Clojure Weekly, Oct 1st, 2015
Welcome to another issue of Clojure Weekly! Here I collect a few links, normally 4/5 urls, pointing at articles, docs, screencasts, podcasts and anything else that attracts my attention in the clojure-sphere for the last 7 (or so) days. I add a small comment so you can decide if you want to look at the whole thing or not. That’s it, enjoy!
Clojure eXchange 2015 - Call for Papers The Clojure eXchange call for papers is open in case you'missed the news. This year's two days conference in London also adopts shorter talks (25 mins), making room for many more speakers. Submit your talk now, the CFP closes October 25th.
apply - clojure.core apply, in the most frequent form, takes a function and a list and returns the result of invoking the function using the content of the list as the parameters to the function. apply is useful in all those cases where the parameters of a function are generated dynamically as part of the computation and are not known at the time of writing the program. In Lisp history apply is also the entry point of the first Lisp interpreter (just before invoking eval recursively, the famous eval-apply meta-circular interpreter). So it's more than just a function, is a piece of history :)

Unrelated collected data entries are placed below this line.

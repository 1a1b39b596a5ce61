use serde::{Serialize, Deserialize};
use thiserror::Error;

use crate::span::{NodeId, Span};

/// Errors raised while lowering. Node-local variants are caught by the
/// orchestrator and converted into a placeholder plus a [`Diagnostic`];
/// procedure-scoped variants abort the enclosing procedure only.
#[derive(Debug, Error)]
pub enum TranslateError {
    #[error("unsupported construct: {msg}")]
    Unsupported { msg: String, node: NodeId, span: Span },

    #[error("unresolved jump target '{label}'")]
    AmbiguousLabel { label: String, node: NodeId, span: Span },

    #[error("inconsistent dispatch state: {msg}")]
    InconsistentDispatch { msg: String, node: NodeId, span: Span },

    #[error("semantic fact unavailable: {fact} for node {node:?}")]
    MissingFact { fact: String, node: NodeId, span: Span },

    #[error("translation cancelled")]
    Cancelled,
}

impl TranslateError {
    pub fn unsupported(msg: impl Into<String>, node: NodeId, span: Span) -> Self {
        Self::Unsupported { msg: msg.into(), node, span }
    }

    pub fn ambiguous_label(label: impl Into<String>, node: NodeId, span: Span) -> Self {
        Self::AmbiguousLabel { label: label.into(), node, span }
    }

    pub fn inconsistent_dispatch(msg: impl Into<String>, node: NodeId, span: Span) -> Self {
        Self::InconsistentDispatch { msg: msg.into(), node, span }
    }

    pub fn missing_fact(fact: impl Into<String>, node: NodeId, span: Span) -> Self {
        Self::MissingFact { fact: fact.into(), node, span }
    }

    /// Whether this failure is fatal to the enclosing procedure, as opposed
    /// to a node-local failure that becomes a placeholder statement.
    pub fn is_procedure_fatal(&self) -> bool {
        matches!(
            self,
            Self::AmbiguousLabel { .. } | Self::InconsistentDispatch { .. } | Self::Cancelled
        )
    }
}

/// Classification carried on every emitted diagnostic.
#[derive(Debug, Clone, Copy, PartialEq, Eq, Serialize, Deserialize)]
pub enum FailureKind {
    UnsupportedConstruct,
    AmbiguousLabelTarget,
    InconsistentDispatchState,
}

/// One structured diagnostic handed to collaborators. Never a silent
/// best-effort substitution: every placeholder node has one of these.
#[derive(Debug, Clone, PartialEq, Serialize, Deserialize)]
pub struct Diagnostic {
    pub node: NodeId,
    pub kind: FailureKind,
    pub message: String,
    pub span: Span,
}

impl Diagnostic {
    pub fn from_error(err: &TranslateError) -> Self {
        match err {
            TranslateError::Unsupported { msg, node, span } => Self {
                node: *node,
                kind: FailureKind::UnsupportedConstruct,
                message: msg.clone(),
                span: *span,
            },
            TranslateError::AmbiguousLabel { label, node, span } => Self {
                node: *node,
                kind: FailureKind::AmbiguousLabelTarget,
                message: format!("unresolved jump target '{label}'"),
                span: *span,
            },
            TranslateError::InconsistentDispatch { msg, node, span } => Self {
                node: *node,
                kind: FailureKind::InconsistentDispatchState,
                message: msg.clone(),
                span: *span,
            },
            // A missing fact surfaces as an unsupported construct carrying
            // the missing-fact identity.
            TranslateError::MissingFact { fact, node, span } => Self {
                node: *node,
                kind: FailureKind::UnsupportedConstruct,
                message: format!("semantic fact unavailable: {fact}"),
                span: *span,
            },
            TranslateError::Cancelled => Self {
                node: NodeId(0),
                kind: FailureKind::UnsupportedConstruct,
                message: "translation cancelled".to_string(),
                span: Span::dummy(),
            },
        }
    }
}

/// Render a diagnostic with ariadne for nice terminal output.
pub fn render_diagnostic(source: &str, diag: &Diagnostic) {
    use ariadne::{Label, Report, ReportKind, Source};

    let kind_str = match diag.kind {
        FailureKind::UnsupportedConstruct => "unsupported construct",
        FailureKind::AmbiguousLabelTarget => "unresolved label",
        FailureKind::InconsistentDispatchState => "internal dispatch error",
    };
    Report::build(ReportKind::Error, (), diag.span.start)
        .with_message(kind_str)
        .with_label(
            Label::new(diag.span.start..diag.span.end)
                .with_message(&diag.message),
        )
        .finish()
        .eprint(Source::from(source))
        .unwrap();
}
//! Country-specific IPCC-style emission factors.
//!
//! # Invariants
//! - One row per country; an absent row makes every getter `MissingValue`.
//! - Getter names follow the store columns except `ef_frac_p_leach`, which
//!   reads `Frac_P_Leach`.

use super::columns::emissions_factors as col;
use super::country_row::CountryRow;
use super::LookupResult;
use crate::db::{DbResult, RowSet};

#[derive(Debug, Clone, PartialEq)]
pub struct EmissionsFactors {
    row: CountryRow,
}

macro_rules! factor_getters {
    ($($(#[$meta:meta])* $name:ident => $column:expr;)*) => {
        $(
            $(#[$meta])*
            pub fn $name(&self) -> LookupResult<f64> {
                self.get($column)
            }
        )*
    };
}

impl EmissionsFactors {
    /// # Errors
    /// - `DbError::InvalidData` when `rows` holds more than one row.
    pub fn from_rows(rows: RowSet, country: &str) -> DbResult<Self> {
        Ok(Self {
            row: CountryRow::from_rows(rows, country)?,
        })
    }

    /// Any factor column by name.
    pub fn get(&self, field: &str) -> LookupResult<f64> {
        self.row.value(field)
    }

    pub fn contains(&self, field: &str) -> bool {
        self.row.has_column(field)
    }

    pub fn country(&self) -> &str {
        self.row.country()
    }

    pub fn columns(&self) -> impl Iterator<Item = &str> {
        self.row.columns()
    }

    pub fn is_loaded(&self) -> bool {
        self.row.is_loaded()
    }

    pub fn is_empty(&self) -> bool {
        !self.is_loaded()
    }

    factor_getters! {
        ef_net_energy_for_maintenance_non_lactating_cow =>
            col::EF_NET_ENERGY_FOR_MAINTENANCE_NON_LACTATING_COW;
        ef_net_energy_for_maintenance_lactating_cow =>
            col::EF_NET_ENERGY_FOR_MAINTENANCE_LACTATING_COW;
        ef_net_energy_for_maintenance_bulls => col::EF_NET_ENERGY_FOR_MAINTENANCE_BULLS;
        ef_feeding_situation_pasture => col::EF_FEEDING_SITUATION_PASTURE;
        ef_feeding_situation_large_area => col::EF_FEEDING_SITUATION_LARGE_AREA;
        ef_feeding_situation_stall => col::EF_FEEDING_SITUATION_STALL;
        ef_net_energy_for_growth_females => col::EF_NET_ENERGY_FOR_GROWTH_FEMALES;
        ef_net_energy_for_growth_castrates => col::EF_NET_ENERGY_FOR_GROWTH_CASTRATES;
        ef_net_energy_for_growth_bulls => col::EF_NET_ENERGY_FOR_GROWTH_BULLS;
        ef_net_energy_for_pregnancy => col::EF_NET_ENERGY_FOR_PREGNANCY;
        ef_methane_conversion_factor_dairy_cow => col::EF_METHANE_CONVERSION_FACTOR_DAIRY_COW;
        ef_methane_conversion_factor_steer => col::EF_METHANE_CONVERSION_FACTOR_STEER;
        ef_methane_conversion_factor_calves => col::EF_METHANE_CONVERSION_FACTOR_CALVES;
        ef_methane_conversion_factor_bulls => col::EF_METHANE_CONVERSION_FACTOR_BULLS;
        /// Fraction of TAN in dung and urine deposited on pasture lost as NH3 and NOx.
        ef_frac_gasm_total_ammonia_nitrogen_pasture_range_paddock_deposition =>
            col::EF_FRACGASM_TOTAL_AMMONIA_NITROGEN_PASTURE_RANGE_PADDOCK_DEPOSITION;
        ef_cpp_pasture_range_paddock_for_dairy_and_non_dairy_direct_n2o =>
            col::EF_CPP_PASTURE_RANGE_PADDOCK_FOR_DAIRY_AND_NON_DAIRY_DIRECT_N2O;
        ef_direct_n2o_emissions_soils => col::EF_DIRECT_N2O_EMISSIONS_SOILS;
        ef_indirect_n2o_atmospheric_deposition_to_soils_and_water =>
            col::EF_INDIRECT_N2O_ATMOSPHERIC_DEPOSITION_TO_SOILS_AND_WATER;
        ef_indirect_n2o_from_leaching_and_runoff =>
            col::EF_INDIRECT_N2O_FROM_LEACHING_AND_RUNOFF;
        ef_tan_house_liquid => col::EF_TAN_HOUSE_LIQUID;
        ef_tan_house_solid => col::EF_TAN_HOUSE_SOLID;
        ef_tan_storage_tank => col::EF_TAN_STORAGE_TANK;
        ef_tan_storage_solid => col::EF_TAN_STORAGE_SOLID;
        ef_mcf_liquid_tank => col::EF_MCF_LIQUID_TANK;
        ef_mcf_solid_storage => col::EF_MCF_SOLID_STORAGE;
        ef_mcf_anaerobic_digestion => col::EF_MCF_ANAEROBIC_DIGESTION;
        ef_n2o_direct_storage_tank_liquid => col::EF_N2O_DIRECT_STORAGE_TANK_LIQUID;
        ef_n2o_direct_storage_tank_solid => col::EF_N2O_DIRECT_STORAGE_TANK_SOLID;
        ef_n2o_direct_storage_solid => col::EF_N2O_DIRECT_STORAGE_SOLID;
        ef_n2o_direct_storage_tank_anaerobic_digestion =>
            col::EF_N2O_DIRECT_STORAGE_TANK_ANAEROBIC_DIGESTION;
        ef_nh3_daily_spreading_none => col::EF_NH3_DAILY_SPREADING_NONE;
        ef_nh3_daily_spreading_manure => col::EF_NH3_DAILY_SPREADING_MANURE;
        ef_nh3_daily_spreading_broadcast => col::EF_NH3_DAILY_SPREADING_BROADCAST;
        ef_nh3_daily_spreading_injection => col::EF_NH3_DAILY_SPREADING_INJECTION;
        ef_nh3_daily_spreading_trailing_hose => col::EF_NH3_DAILY_SPREADING_TRALING_HOSE;
        ef_urea => col::EF_UREA;
        ef_urea_and_nbpt => col::EF_UREA_AND_NBPT;
        ef_frac_gasf_urea_fertilisers_to_nh3_and_nox =>
            col::EF_FRACGASF_UREA_FERTILISERS_TO_NH3_AND_NOX;
        ef_frac_gasf_urea_and_nbpt_to_nh3_and_nox =>
            col::EF_FRACGASF_UREA_AND_NBPT_TO_NH3_AND_NOX;
        ef_frac_leach_runoff => col::EF_FRAC_LEACH_RUNOFF;
        ef_ammonium_nitrate => col::EF_AMMONIUM_NITRATE;
        ef_frac_gasf_ammonium_fertilisers_to_nh3_and_nox =>
            col::EF_FRACGASF_AMMONIUM_FERTILISERS_TO_NH3_AND_NOX;
        /// Fraction of applied phosphorus lost to leaching.
        ef_frac_p_leach => col::FRAC_P_LEACH;
        ef_urea_co2 => col::EF_UREA_CO2;
        ef_lime_co2 => col::EF_LIME_CO2;
    }
}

Strange Loop - YouTube The videos from StrangeLoop are already available. There are many many interesting talks and I am going through them on my spare time. Based on the number of views, this is what you should not miss: "Propositions as Types" by Philip Wadler, "Transactions: myths, surprises and opportunities" by Martin Kleppmann, "Elm in Production" by Richard Feldman, "I See What You Mean" by Peter Alvaro", A History of Programming Languages for 2 Voices" by David Nolen and Michael Bernstein and many more.
cbaggers/tamei Tamei takes the whole lot of common lisp symbols and splits them into categories based on increased "impurity". It's an interesting classification and I'd be interested to see how it reflects on Clojure. Clojure aims at being more pure than CL but there are side effecting forms in Clojure too. I'm thinking defeinitely at something like (println) or (spit) doing IO stuff, but also more subtle forms like (throw).
MaiaVictor/caramel Caramel is a DSL on top of lambda calculus. Despite being complete and interesting, lambda calculus is not something you'd like to type on a daily basis because it's quite verbose (think church numerals for example!). Caramel is written in Haskell but the DSL it implements is quite lispy. What can you do with this? One interesting application is to see how some expression would look like in the corresponding lambda calculus (although that is very likely for academic purposes).
EMBL Job Opportunities - EMBL Not usually posting about jobs here, but this one seemed worth mentioning. The European Bioinformatics Institute is searching Clojure devs (not just Clojure, but read the ads), to work on genetics research in the Cambridge lab. They're implementing a graph-based data model on top of Datomic and the API layer around that. I'm very happy to see how many fields Clojure is serving nowadays.